> _Exercise objective_
The answer must be every line below that holds the word "active".

Saved entries:
==========
//! One-way rendering from application state to views.
//!
//! The builders here turn state into plain view models; [`html`] and
//! [`text`] turn those into markup or terminal output. Views are rebuilt
//! wholesale on every change.

pub mod html;
pub mod text;

use crate::app::App;
use crate::client::RecipeSource;
use crate::favorites::FavoritesStore;
use crate::model::{DietTag, HealthTag, Recipe, CARBS, FAT, PROTEIN};
use crate::state::{ResultsState, SearchState, Section};
use crate::store::KeyValueStore;

pub const SEARCHING: &str = "Searching...";
pub const FETCH_ERROR: &str = "Error fetching recipes.";
pub const NO_FAVORITES: &str = "No favorites yet.";
pub const SAVED_LABEL: &str = "❤️ Saved";
pub const SAVE_LABEL: &str = "♡ Save";

#[derive(Debug, Clone, PartialEq)]
pub struct CardView {
    pub index: usize,
    pub label: String,
    pub image: String,
    /// e.g. `523 kcal • 4 servings`
    pub meta: String,
}

#[derive(Debug, Clone, PartialEq, Default)]
pub struct ResultsView {
    /// Line above the grid; `None` before the first search
    pub info: Option<String>,
    pub cards: Vec<CardView>,
    pub is_error: bool,
}

#[derive(Debug, Clone, PartialEq)]
pub struct NutritionLine {
    pub label: &'static str,
    pub value: String,
}

#[derive(Debug, Clone, PartialEq)]
pub struct DetailView {
    pub label: String,
    pub image: String,
    pub ingredients: Vec<String>,
    pub nutrition: Vec<NutritionLine>,
    pub source_url: String,
    pub saved: bool,
    pub toggle_label: &'static str,
}

#[derive(Debug, Clone, PartialEq)]
pub struct FavoritesView {
    pub entries: Vec<CardView>,
    /// Shown instead of entries when there are none
    pub placeholder: Option<&'static str>,
}

#[derive(Debug, Clone, PartialEq)]
pub struct FilterButton {
    pub value: &'static str,
    pub active: bool,
}

#[derive(Debug, Clone, PartialEq)]
pub struct PageView {
    pub query: String,
    pub diet_buttons: Vec<FilterButton>,
    pub health_buttons: Vec<FilterButton>,
    pub badge: usize,
    pub results: ResultsView,
    pub detail: Option<DetailView>,
    /// Present only while the favorites panel is open
    pub favorites: Option<FavoritesView>,
    pub notice: Option<String>,
    pub focus: Section,
}

fn card_meta(recipe: &Recipe) -> String {
    format!(
        "{} kcal • {} servings",
        recipe.rounded_calories(),
        recipe.servings
    )
}

fn card(index: usize, recipe: &Recipe) -> CardView {
    CardView {
        index,
        label: recipe.label.clone(),
        image: recipe.image.clone(),
        meta: card_meta(recipe),
    }
}

pub fn results_view(results: &ResultsState) -> ResultsView {
    match results {
        ResultsState::Idle => ResultsView::default(),
        ResultsState::Searching { .. } => ResultsView {
            info: Some(SEARCHING.to_string()),
            ..Default::default()
        },
        ResultsState::Loaded { query, recipes } if recipes.is_empty() => ResultsView {
            info: Some(format!("No recipes found for \"{}\".", query)),
            ..Default::default()
        },
        ResultsState::Loaded { query, recipes } => ResultsView {
            info: Some(format!(
                "Found {} recipes for \"{}\"",
                recipes.len(),
                query
            )),
            cards: recipes.iter().enumerate().map(|(i, r)| card(i, r)).collect(),
            is_error: false,
        },
        ResultsState::Failed { .. } => ResultsView {
            info: Some(FETCH_ERROR.to_string()),
            cards: Vec::new(),
            is_error: true,
        },
    }
}

fn grams(recipe: &Recipe, code: &str) -> String {
    recipe
        .nutrient_grams(code)
        .map(|q| format!("{} g", q))
        .unwrap_or_else(|| "-".to_string())
}

pub fn detail_view(recipe: &Recipe, saved: bool) -> DetailView {
    DetailView {
        label: recipe.label.clone(),
        image: recipe.image.clone(),
        ingredients: recipe.ingredient_lines.clone(),
        nutrition: vec![
            NutritionLine {
                label: "Calories",
                value: format!("{} kcal", recipe.rounded_calories()),
            },
            NutritionLine {
                label: "Protein",
                value: grams(recipe, PROTEIN),
            },
            NutritionLine {
                label: "Carbs",
                value: grams(recipe, CARBS),
            },
            NutritionLine {
                label: "Fat",
                value: grams(recipe, FAT),
            },
        ],
        source_url: recipe.url.clone(),
        saved,
        toggle_label: if saved { SAVED_LABEL } else { SAVE_LABEL },
    }
}

pub fn favorites_view<S: KeyValueStore>(favorites: &FavoritesStore<S>) -> FavoritesView {
    if favorites.is_empty() {
        return FavoritesView {
            entries: Vec::new(),
            placeholder: Some(NO_FAVORITES),
        };
    }
    FavoritesView {
        entries: favorites
            .list()
            .iter()
            .enumerate()
            .map(|(i, r)| card(i, r))
            .collect(),
        placeholder: None,
    }
}

fn filter_buttons(search: &SearchState) -> (Vec<FilterButton>, Vec<FilterButton>) {
    let diet = DietTag::ALL
        .iter()
        .map(|tag| FilterButton {
            value: tag.as_str(),
            active: search.diet == Some(*tag),
        })
        .collect();
    let health = HealthTag::ALL
        .iter()
        .map(|tag| FilterButton {
            value: tag.as_str(),
            active: search.health == Some(*tag),
        })
        .collect();
    (diet, health)
}

/// Build the full page from the controller's current state.
pub fn page_view<R: RecipeSource, S: KeyValueStore>(app: &App<R, S>) -> PageView {
    let favorites = app.favorites();
    let (diet_buttons, health_buttons) = filter_buttons(app.search());

    PageView {
        query: app.search().query.clone(),
        diet_buttons,
        health_buttons,
        badge: app.badge_count(),
        results: results_view(app.results()),
        detail: app
            .detail()
            .map(|r| detail_view(r, favorites.is_favorite(&r.uri))),
        favorites: app.favorites_open().then(|| favorites_view(favorites)),
        notice: app.notice().map(str::to_string),
        focus: app.focus(),
    }
}

#[cfg(test)]
mod tests {
    use super::*;
    use crate::model::Nutrient;
    use crate::store::MemoryStore;

    fn recipe(uri: &str, label: &str) -> Recipe {
        Recipe {
            uri: uri.to_string(),
            label: label.to_string(),
            image: format!("https://img.example.com/{}.jpg", uri),
            url: format!("https://example.com/{}", uri),
            servings: 4.0,
            calories: 812.6,
            ingredient_lines: vec!["1 cup rice".to_string(), "2 eggs".to_string()],
            ..Default::default()
        }
    }

    #[test]
    fn test_no_results_message() {
        let view = results_view(&ResultsState::Loaded {
            query: "chicken".to_string(),
            recipes: vec![],
        });
        assert_eq!(view.info.as_deref(), Some("No recipes found for \"chicken\"."));
        assert!(view.cards.is_empty());
        assert!(!view.is_error);
    }

    #[test]
    fn test_found_results_in_order() {
        let view = results_view(&ResultsState::Loaded {
            query: "pasta".to_string(),
            recipes: vec![
                recipe("a", "Alfredo"),
                recipe("b", "Bolognese"),
                recipe("c", "Carbonara"),
            ],
        });
        assert_eq!(view.info.as_deref(), Some("Found 3 recipes for \"pasta\""));
        let labels: Vec<_> = view.cards.iter().map(|c| c.label.as_str()).collect();
        assert_eq!(labels, vec!["Alfredo", "Bolognese", "Carbonara"]);
        assert_eq!(view.cards[0].meta, "813 kcal • 4 servings");
    }

    #[test]
    fn test_searching_and_error_states() {
        let searching = results_view(&ResultsState::Searching {
            query: "x".to_string(),
        });
        assert_eq!(searching.info.as_deref(), Some(SEARCHING));

        let failed = results_view(&ResultsState::Failed {
            query: "x".to_string(),
        });
        assert_eq!(failed.info.as_deref(), Some(FETCH_ERROR));
        assert!(failed.is_error);
        assert!(failed.cards.is_empty());

        assert_eq!(results_view(&ResultsState::Idle), ResultsView::default());
    }

    #[test]
    fn test_detail_nutrition_with_missing_nutrients() {
        let mut r = recipe("a", "Omelette");
        r.total_nutrients.insert(
            PROTEIN.to_string(),
            Nutrient {
                label: Some("Protein".to_string()),
                quantity: Some(20.4),
                unit: "g".to_string(),
            },
        );

        let view = detail_view(&r, false);
        let lines: Vec<_> = view
            .nutrition
            .iter()
            .map(|n| format!("{}: {}", n.label, n.value))
            .collect();
        assert_eq!(
            lines,
            vec!["Calories: 813 kcal", "Protein: 20 g", "Carbs: -", "Fat: -"]
        );
        assert_eq!(view.toggle_label, SAVE_LABEL);
        assert_eq!(detail_view(&r, true).toggle_label, SAVED_LABEL);
    }

    #[test]
    fn test_favorites_placeholder() {
        let mut store = FavoritesStore::load(MemoryStore::new());
        let empty = favorites_view(&store);
        assert_eq!(empty.placeholder, Some(NO_FAVORITES));

        store.add(recipe("a", "A")).unwrap();
        let view = favorites_view(&store);
        assert_eq!(view.placeholder, None);
        assert_eq!(view.entries.len(), 1);
    }

    #[test]
    fn test_fractional_servings() {
        let mut r = recipe("a", "A");
        r.servings = 2.5;
        r.calories = 99.5;
        assert_eq!(card_meta(&r), "100 kcal • 2.5 servings");
    }
}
==========
> _Problem solution_
    pub active: bool,
            active: search.diet == Some(*tag),
            active: search.health == Some(*tag),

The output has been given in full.